───── Supplied records

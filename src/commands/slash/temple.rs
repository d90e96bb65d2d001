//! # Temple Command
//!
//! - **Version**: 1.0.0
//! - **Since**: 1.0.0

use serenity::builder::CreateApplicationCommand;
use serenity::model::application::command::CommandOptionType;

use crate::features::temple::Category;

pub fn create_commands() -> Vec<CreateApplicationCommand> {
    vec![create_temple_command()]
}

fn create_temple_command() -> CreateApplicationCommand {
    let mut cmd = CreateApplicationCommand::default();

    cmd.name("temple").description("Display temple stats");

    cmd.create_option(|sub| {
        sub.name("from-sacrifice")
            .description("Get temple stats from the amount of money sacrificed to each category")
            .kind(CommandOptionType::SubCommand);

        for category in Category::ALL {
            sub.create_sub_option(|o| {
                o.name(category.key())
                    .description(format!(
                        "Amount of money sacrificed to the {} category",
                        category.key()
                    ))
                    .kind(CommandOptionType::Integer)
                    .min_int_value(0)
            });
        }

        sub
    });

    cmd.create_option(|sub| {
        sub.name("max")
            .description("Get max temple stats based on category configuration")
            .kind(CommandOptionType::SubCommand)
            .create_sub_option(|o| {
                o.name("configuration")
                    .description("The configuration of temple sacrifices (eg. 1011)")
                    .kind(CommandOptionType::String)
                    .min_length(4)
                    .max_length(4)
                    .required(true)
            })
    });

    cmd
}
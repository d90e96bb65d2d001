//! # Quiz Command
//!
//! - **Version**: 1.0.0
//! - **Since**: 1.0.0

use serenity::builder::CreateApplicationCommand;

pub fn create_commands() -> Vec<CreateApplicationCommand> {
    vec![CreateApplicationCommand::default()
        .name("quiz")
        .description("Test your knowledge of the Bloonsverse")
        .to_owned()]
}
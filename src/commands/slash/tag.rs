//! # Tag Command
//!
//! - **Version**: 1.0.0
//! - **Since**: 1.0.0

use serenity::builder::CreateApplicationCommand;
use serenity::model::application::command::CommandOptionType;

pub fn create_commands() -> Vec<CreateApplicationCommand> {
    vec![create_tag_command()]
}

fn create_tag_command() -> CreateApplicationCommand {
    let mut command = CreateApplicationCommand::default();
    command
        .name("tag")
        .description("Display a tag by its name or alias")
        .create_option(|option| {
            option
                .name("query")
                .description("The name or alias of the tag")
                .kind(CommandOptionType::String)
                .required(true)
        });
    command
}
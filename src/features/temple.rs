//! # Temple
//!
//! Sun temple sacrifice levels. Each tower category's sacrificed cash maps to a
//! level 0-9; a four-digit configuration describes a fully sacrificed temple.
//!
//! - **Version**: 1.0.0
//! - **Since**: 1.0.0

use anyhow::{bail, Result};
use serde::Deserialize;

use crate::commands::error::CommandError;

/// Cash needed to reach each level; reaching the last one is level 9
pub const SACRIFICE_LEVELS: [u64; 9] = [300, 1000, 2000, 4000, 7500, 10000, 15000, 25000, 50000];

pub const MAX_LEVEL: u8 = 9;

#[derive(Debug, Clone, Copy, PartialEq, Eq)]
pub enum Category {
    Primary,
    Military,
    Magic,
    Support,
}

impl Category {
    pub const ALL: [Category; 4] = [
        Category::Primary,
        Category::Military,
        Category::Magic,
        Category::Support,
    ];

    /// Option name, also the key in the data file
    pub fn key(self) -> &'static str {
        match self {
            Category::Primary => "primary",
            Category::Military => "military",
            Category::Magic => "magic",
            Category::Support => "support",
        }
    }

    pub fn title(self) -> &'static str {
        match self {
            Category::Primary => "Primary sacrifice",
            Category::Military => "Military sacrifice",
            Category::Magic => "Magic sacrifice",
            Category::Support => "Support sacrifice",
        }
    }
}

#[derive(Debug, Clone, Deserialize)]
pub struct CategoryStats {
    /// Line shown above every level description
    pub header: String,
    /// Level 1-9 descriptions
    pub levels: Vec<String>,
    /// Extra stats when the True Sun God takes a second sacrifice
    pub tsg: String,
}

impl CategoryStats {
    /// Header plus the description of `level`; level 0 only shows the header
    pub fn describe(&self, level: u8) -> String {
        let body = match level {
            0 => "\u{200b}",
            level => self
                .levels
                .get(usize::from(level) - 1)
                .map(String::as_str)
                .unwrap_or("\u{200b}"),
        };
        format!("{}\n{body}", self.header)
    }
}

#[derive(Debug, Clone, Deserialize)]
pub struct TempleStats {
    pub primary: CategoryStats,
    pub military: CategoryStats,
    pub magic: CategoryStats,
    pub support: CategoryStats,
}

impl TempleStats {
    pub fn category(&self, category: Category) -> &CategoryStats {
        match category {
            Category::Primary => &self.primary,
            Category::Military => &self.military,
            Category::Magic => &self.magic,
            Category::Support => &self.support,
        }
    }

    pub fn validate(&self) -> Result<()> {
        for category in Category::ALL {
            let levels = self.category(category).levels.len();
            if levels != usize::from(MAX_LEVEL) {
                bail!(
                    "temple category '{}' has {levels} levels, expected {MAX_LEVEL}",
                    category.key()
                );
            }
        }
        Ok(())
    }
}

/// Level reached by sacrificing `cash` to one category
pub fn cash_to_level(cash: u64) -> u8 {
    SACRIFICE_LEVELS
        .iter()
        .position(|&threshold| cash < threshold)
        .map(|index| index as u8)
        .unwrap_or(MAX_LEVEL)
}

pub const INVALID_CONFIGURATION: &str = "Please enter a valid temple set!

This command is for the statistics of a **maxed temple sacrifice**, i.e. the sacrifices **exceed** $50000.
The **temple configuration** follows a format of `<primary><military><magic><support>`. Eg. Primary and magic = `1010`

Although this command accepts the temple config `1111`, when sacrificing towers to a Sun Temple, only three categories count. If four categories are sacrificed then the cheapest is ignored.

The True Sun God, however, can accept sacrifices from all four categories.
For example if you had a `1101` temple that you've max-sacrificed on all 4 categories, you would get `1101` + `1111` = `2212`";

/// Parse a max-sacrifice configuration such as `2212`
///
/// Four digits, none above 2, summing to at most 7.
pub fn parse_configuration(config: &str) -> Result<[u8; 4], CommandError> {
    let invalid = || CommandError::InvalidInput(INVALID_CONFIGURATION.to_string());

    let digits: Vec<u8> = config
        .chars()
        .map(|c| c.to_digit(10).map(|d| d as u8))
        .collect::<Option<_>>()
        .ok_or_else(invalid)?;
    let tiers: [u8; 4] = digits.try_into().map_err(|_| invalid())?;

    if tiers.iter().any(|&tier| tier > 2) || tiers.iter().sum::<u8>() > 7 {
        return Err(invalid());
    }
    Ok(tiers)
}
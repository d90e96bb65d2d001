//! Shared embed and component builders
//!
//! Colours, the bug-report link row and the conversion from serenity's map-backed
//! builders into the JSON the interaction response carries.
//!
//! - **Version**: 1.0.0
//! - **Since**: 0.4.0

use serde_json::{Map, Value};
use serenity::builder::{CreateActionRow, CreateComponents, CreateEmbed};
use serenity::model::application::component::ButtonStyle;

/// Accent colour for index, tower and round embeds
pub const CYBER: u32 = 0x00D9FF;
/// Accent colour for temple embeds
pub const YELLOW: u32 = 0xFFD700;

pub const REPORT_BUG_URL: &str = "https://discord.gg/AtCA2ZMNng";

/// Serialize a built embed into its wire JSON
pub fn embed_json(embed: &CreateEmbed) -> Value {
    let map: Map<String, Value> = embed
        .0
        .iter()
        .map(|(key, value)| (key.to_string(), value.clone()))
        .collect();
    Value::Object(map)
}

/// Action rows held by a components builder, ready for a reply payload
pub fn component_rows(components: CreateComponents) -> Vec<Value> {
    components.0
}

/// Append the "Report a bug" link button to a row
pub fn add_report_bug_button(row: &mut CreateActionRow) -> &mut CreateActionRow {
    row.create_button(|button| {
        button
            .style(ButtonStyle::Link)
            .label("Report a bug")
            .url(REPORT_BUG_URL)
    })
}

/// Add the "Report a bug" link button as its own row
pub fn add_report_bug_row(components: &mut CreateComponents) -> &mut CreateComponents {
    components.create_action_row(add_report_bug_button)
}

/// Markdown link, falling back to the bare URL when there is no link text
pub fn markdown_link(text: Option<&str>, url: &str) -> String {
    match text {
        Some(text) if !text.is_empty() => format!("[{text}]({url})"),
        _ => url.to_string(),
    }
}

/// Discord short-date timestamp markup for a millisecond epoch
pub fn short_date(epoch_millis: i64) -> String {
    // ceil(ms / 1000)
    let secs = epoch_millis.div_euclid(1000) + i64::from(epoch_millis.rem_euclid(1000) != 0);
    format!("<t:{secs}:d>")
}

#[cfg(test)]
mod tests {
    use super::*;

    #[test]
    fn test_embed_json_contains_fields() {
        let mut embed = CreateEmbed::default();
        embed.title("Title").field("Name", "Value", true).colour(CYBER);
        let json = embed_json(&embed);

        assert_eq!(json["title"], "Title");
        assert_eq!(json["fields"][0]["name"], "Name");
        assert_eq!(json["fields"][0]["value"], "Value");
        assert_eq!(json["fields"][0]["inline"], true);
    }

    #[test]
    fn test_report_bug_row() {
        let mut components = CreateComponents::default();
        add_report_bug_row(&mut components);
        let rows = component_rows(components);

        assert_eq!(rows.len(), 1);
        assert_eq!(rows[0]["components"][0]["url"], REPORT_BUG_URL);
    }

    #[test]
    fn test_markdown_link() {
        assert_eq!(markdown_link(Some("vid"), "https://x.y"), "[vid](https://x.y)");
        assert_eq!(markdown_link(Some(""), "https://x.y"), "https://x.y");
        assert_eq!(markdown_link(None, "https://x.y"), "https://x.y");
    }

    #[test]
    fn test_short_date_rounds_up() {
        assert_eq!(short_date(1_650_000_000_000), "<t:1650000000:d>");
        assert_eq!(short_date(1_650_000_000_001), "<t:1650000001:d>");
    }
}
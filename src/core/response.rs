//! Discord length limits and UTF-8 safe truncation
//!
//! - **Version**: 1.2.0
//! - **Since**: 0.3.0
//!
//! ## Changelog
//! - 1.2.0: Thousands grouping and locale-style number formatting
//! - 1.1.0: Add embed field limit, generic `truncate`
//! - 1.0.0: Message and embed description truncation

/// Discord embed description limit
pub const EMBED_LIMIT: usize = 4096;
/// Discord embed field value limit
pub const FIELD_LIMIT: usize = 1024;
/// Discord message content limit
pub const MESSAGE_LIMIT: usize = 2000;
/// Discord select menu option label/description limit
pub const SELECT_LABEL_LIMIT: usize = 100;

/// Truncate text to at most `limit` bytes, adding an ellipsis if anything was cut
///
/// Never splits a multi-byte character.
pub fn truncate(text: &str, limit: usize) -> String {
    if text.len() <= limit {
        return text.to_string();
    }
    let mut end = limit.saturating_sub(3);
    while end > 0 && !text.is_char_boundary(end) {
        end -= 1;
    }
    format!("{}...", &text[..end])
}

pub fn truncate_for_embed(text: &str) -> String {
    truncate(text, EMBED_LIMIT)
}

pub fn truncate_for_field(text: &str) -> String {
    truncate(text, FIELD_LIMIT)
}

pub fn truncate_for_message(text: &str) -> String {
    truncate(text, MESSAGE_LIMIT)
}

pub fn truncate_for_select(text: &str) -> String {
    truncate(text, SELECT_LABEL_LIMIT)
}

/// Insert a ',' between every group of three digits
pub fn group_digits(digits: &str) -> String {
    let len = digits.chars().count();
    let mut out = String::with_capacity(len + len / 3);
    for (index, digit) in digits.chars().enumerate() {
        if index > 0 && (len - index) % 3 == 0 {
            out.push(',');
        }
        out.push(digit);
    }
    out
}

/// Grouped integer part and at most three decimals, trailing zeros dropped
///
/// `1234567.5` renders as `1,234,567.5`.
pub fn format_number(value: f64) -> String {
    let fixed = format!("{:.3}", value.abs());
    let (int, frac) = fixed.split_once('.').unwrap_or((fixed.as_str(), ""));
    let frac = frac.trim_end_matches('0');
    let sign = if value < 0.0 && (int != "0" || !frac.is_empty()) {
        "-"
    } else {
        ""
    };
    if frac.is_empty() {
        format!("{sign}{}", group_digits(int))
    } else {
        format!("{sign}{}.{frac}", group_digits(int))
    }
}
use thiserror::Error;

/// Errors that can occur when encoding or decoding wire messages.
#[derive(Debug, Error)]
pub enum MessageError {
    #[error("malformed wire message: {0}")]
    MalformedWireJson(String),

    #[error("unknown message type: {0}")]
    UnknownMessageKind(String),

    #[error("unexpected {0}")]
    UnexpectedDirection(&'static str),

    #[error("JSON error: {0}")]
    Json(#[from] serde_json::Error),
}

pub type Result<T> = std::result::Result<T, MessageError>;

──────────
───── Supplied records

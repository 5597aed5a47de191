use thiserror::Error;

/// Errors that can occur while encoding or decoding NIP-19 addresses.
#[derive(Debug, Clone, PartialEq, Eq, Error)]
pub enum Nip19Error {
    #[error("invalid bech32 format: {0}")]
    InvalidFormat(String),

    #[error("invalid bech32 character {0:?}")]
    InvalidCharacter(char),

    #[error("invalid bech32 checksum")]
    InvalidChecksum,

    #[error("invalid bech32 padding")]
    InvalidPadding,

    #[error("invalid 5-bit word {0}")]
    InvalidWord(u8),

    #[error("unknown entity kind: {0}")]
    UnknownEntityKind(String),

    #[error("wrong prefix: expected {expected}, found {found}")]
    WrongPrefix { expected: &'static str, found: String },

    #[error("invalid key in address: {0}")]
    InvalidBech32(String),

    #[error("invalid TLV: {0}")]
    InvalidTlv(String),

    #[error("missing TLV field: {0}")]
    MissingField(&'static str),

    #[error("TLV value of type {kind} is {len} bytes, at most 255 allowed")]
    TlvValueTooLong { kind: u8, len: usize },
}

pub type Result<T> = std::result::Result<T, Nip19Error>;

──────────

Exercise goal: Tell me how many lines in the records above include the word "bytes"; the number is all that is needed.

Written answer: 2